DPP4 activities are associated with osteopenia/osteoporosis and fracture risk in newly diagnosed type 2 diabetes

Abstract

Background. Recent studies have shown the beneficial effect of dipeptidyl peptidase-4 (DPP4) inhibitor on bone turnover in diabetes mellitus. However, little clinical evidence for DPP4 activity in newly diagnosed type 2 diabetes is available. This study was designed to investigate the relationship between plasma DPP4 activity and osteoporosis/osteopenia and fracture risk in newly diagnosed type 2 diabetes. Methods. A total of 147 subjects with newly diagnosed type 2 diabetes were enrolled for this cross-sectional study. The bone mineral density (BMD) at the lumbar spine (L1-4) and femoral neck (FN) was measured by dual-energy X-ray absorptiometry (DXA).
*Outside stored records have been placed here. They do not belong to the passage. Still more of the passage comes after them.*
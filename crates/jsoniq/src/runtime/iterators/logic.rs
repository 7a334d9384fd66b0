//! Boolean connectives and the conditional, all driven by effective boolean
//! value.

use std::sync::Arc;

use crate::item::{Item, effective_boolean_value};
use crate::runtime::context::DynamicContext;
use crate::runtime::iterator::{BoxedIterator, Metadata, Operator, OperatorIterator, Result, VariableSet};

#[derive(Debug, Clone, Copy, PartialEq, Eq)]
pub enum Connective {
    And,
    Or,
}

/// `a and b` / `a or b`. The right operand is only evaluated when the left
/// one does not decide the result.
pub struct Logical {
    left: BoxedIterator,
    right: BoxedIterator,
    connective: Connective,
    context: Option<Arc<DynamicContext>>,
}

impl Operator for Logical {
    type Output = Item;

    fn name(&self) -> &'static str {
        match self.connective {
            Connective::And => "and",
            Connective::Or => "or",
        }
    }

    fn start(&mut self, context: &Arc<DynamicContext>) -> Result<()> {
        self.context = Some(Arc::clone(context));
        Ok(())
    }

    fn produce(&mut self) -> Result<Option<Item>> {
        let Some(context) = self.context.take() else {
            return Ok(None);
        };
        let left = effective_boolean_value(&self.left.materialize(&context)?)?;
        let result = match (self.connective, left) {
            (Connective::And, false) => false,
            (Connective::Or, true) => true,
            _ => effective_boolean_value(&self.right.materialize(&context)?)?,
        };
        Ok(Some(Item::Boolean(result)))
    }

    fn stop(&mut self) {
        self.context = None;
    }

    fn dependencies(&self, out: &mut VariableSet) {
        self.left.collect_dependencies(out);
        self.right.collect_dependencies(out);
    }
}

pub fn and(left: BoxedIterator, right: BoxedIterator, metadata: Metadata) -> BoxedIterator {
    Box::new(OperatorIterator::new(Logical { left, right, connective: Connective::And, context: None }, metadata))
}

pub fn or(left: BoxedIterator, right: BoxedIterator, metadata: Metadata) -> BoxedIterator {
    Box::new(OperatorIterator::new(Logical { left, right, connective: Connective::Or, context: None }, metadata))
}

pub struct Not {
    operand: BoxedIterator,
    context: Option<Arc<DynamicContext>>,
}

impl Operator for Not {
    type Output = Item;

    fn name(&self) -> &'static str {
        "not"
    }

    fn start(&mut self, context: &Arc<DynamicContext>) -> Result<()> {
        self.context = Some(Arc::clone(context));
        Ok(())
    }

    fn produce(&mut self) -> Result<Option<Item>> {
        let Some(context) = self.context.take() else {
            return Ok(None);
        };
        let value = effective_boolean_value(&self.operand.materialize(&context)?)?;
        Ok(Some(Item::Boolean(!value)))
    }

    fn stop(&mut self) {
        self.context = None;
    }

    fn dependencies(&self, out: &mut VariableSet) {
        self.operand.collect_dependencies(out);
    }
}

pub fn not(operand: BoxedIterator, metadata: Metadata) -> BoxedIterator {
    Box::new(OperatorIterator::new(Not { operand, context: None }, metadata))
}

/// `if (c) then a else b`; only the selected branch is opened.
pub struct Conditional {
    condition: BoxedIterator,
    then_branch: BoxedIterator,
    else_branch: BoxedIterator,
    // Some(true): then branch, Some(false): else branch
    selected: Option<bool>,
}

impl Conditional {
    fn branch(&mut self) -> Option<&mut BoxedIterator> {
        match self.selected {
            Some(true) => Some(&mut self.then_branch),
            Some(false) => Some(&mut self.else_branch),
            None => None,
        }
    }
}

impl Operator for Conditional {
    type Output = Item;

    fn name(&self) -> &'static str {
        "if-then-else"
    }

    fn start(&mut self, context: &Arc<DynamicContext>) -> Result<()> {
        let take_then = effective_boolean_value(&self.condition.materialize(context)?)?;
        self.selected = Some(take_then);
        if let Some(branch) = self.branch() {
            branch.open(context)?;
        }
        Ok(())
    }

    fn produce(&mut self) -> Result<Option<Item>> {
        match self.branch() {
            Some(branch) if branch.has_next() => branch.next().map(Some),
            _ => Ok(None),
        }
    }

    fn stop(&mut self) {
        if let Some(branch) = self.branch() {
            branch.close();
        }
        self.selected = None;
    }

    fn dependencies(&self, out: &mut VariableSet) {
        self.condition.collect_dependencies(out);
        self.then_branch.collect_dependencies(out);
        self.else_branch.collect_dependencies(out);
    }
}

pub fn conditional(
    condition: BoxedIterator,
    then_branch: BoxedIterator,
    else_branch: BoxedIterator,
    metadata: Metadata,
) -> BoxedIterator {
    Box::new(OperatorIterator::new(Conditional { condition, then_branch, else_branch, selected: None }, metadata))
}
The 10-year probability of major osteoporotic fracture (MOF) and hip fracture (HF) was assessed by a modified fracture risk algorithm (FRAX) tool. The plasma DPP4 activity and clinical variables were measured. Correlation analyses between DPP4 activity and osteoporosis/osteopenia and fracture risk were performed. Results. Elevated plasma DPP activities were significantly associated with a higher proportion of osteoporosis/osteopenia (50% for quartile-1, 56.4% for quartile-2, 65.8% for quartile-3 and 72.2% for quartile-4). With increasing plasma DPP activities, the incidence rate of osteoporosis/ osteopenia is gradually increasing (P for the trend between quartiles = 0.04). Of note, a statistically significant linear correlation was found between plasma DPP4 activities and modified FRAX MOF (r = 0.20, P = 0.02). Moreover, plasma DPP4 activities were also positively related to modified FRAX HF in newly diagnosed type 2 diabetic patients (r = 0.21, P = 0.01). Conclusions. Elevated plasma DPP4 activity tended to be associated with a higher proportion of osteoporosis/osteopenia and increased the fracture risk in newly diagnosed type 2 diabetes.